**Task instructions:**
Wherever the string "must" shows up in the records below, return that line.

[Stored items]
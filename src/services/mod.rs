//! Service layer: authentication, group fan-out, action handling, vehicle
//! state, routing, and route stream supervision.

pub mod actions;
pub mod auth;
pub mod groups;
pub mod repo;
pub mod routing;
pub mod streamer;
pub mod supervisor;
pub mod vehicle_state;
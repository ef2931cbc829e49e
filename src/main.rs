//! fleetline — real-time emergency fleet gateway.
//!
//! SYSTEM CONTEXT
//! ==============
//! One binary: an Axum server exposing the fleet websocket. State lives in
//! Postgres (incidents, vehicles, stations, users via stored procedures) and
//! Redis (hot per-vehicle state plus the cross-process group relay). Without
//! `REDIS_URL` the server still runs, single-process, with in-memory vehicle
//! state.

mod db;
mod protocol;
mod routes;
mod services;
mod state;

use std::sync::Arc;
use std::time::Duration;

use tracing::{info, warn};

use crate::services::auth::TokenVerifier;
use crate::services::groups::{self, GroupFabric};
use crate::services::repo::{FleetRepo, PgFleetRepo};
use crate::services::routing::{DEFAULT_OSRM_BASE_URL, OsrmRouteProvider};
use crate::services::vehicle_state::{MemoryVehicleStore, RedisVehicleStore, VehicleStateStore};
use crate::state::AppState;

const DEFAULT_PORT: u16 = 3000;
/// Seconds between route waypoints, matching the field app's replay speed.
const DEFAULT_STREAM_INTERVAL_SECS: u64 = 5;

fn env_parse<T>(key: &str, default: T) -> T
where
    T: std::str::FromStr + Copy,
{
    std::env::var(key)
        .ok()
        .and_then(|v| v.parse::<T>().ok())
        .unwrap_or(default)
}

#[tokio::main]
async fn main() {
    dotenvy::dotenv().ok();
    tracing_subscriber::fmt::init();

    let database_url = std::env::var("DATABASE_URL").expect("DATABASE_URL must be set");
    let jwt_secret = std::env::var("JWT_SECRET").expect("JWT_SECRET must be set");
    let port: u16 = env_parse("PORT", DEFAULT_PORT);
    let stream_interval_secs: u64 = env_parse("STREAM_INTERVAL_SECS", DEFAULT_STREAM_INTERVAL_SECS);
    let osrm_base_url =
        std::env::var("OSRM_BASE_URL").unwrap_or_else(|_| DEFAULT_OSRM_BASE_URL.to_string());

    let pool = db::init_pool(&database_url).await.expect("database initialization failed");
    let repo: Arc<dyn FleetRepo> = Arc::new(PgFleetRepo::new(pool));

    // Redis is optional: without it there is no cross-process fan-out and
    // vehicle state does not survive a restart.
    let (store, fabric): (Arc<dyn VehicleStateStore>, Arc<GroupFabric>) =
        match std::env::var("REDIS_URL") {
            Ok(redis_url) => {
                let client = redis::Client::open(redis_url.as_str()).expect("invalid REDIS_URL");
                let conn = client
                    .get_multiplexed_async_connection()
                    .await
                    .expect("redis connection failed");
                let fabric = Arc::new(GroupFabric::with_relay(conn.clone()));
                let _relay = groups::spawn_relay(fabric.clone(), client);
                info!("redis connected; cross-process group relay active");
                (Arc::new(RedisVehicleStore::new(conn)), fabric)
            }
            Err(_) => {
                warn!("REDIS_URL not set; running single-process with in-memory vehicle state");
                (Arc::new(MemoryVehicleStore::new()), Arc::new(GroupFabric::new()))
            }
        };

    let state = AppState::new(
        repo,
        store,
        Arc::new(OsrmRouteProvider::new(osrm_base_url)),
        fabric,
        Arc::new(TokenVerifier::new(jwt_secret.as_bytes())),
        Duration::from_secs(stream_interval_secs),
    );

    let app = routes::app(state);
    let listener = tokio::net::TcpListener::bind(("0.0.0.0", port))
        .await
        .expect("failed to bind listener");
    info!(port, "fleetline listening");
    axum::serve(listener, app).await.expect("server failed");
}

**Problem solution:**
    let database_url = std::env::var("DATABASE_URL").expect("DATABASE_URL must be set");
    let jwt_secret = std::env::var("JWT_SECRET").expect("JWT_SECRET must be set");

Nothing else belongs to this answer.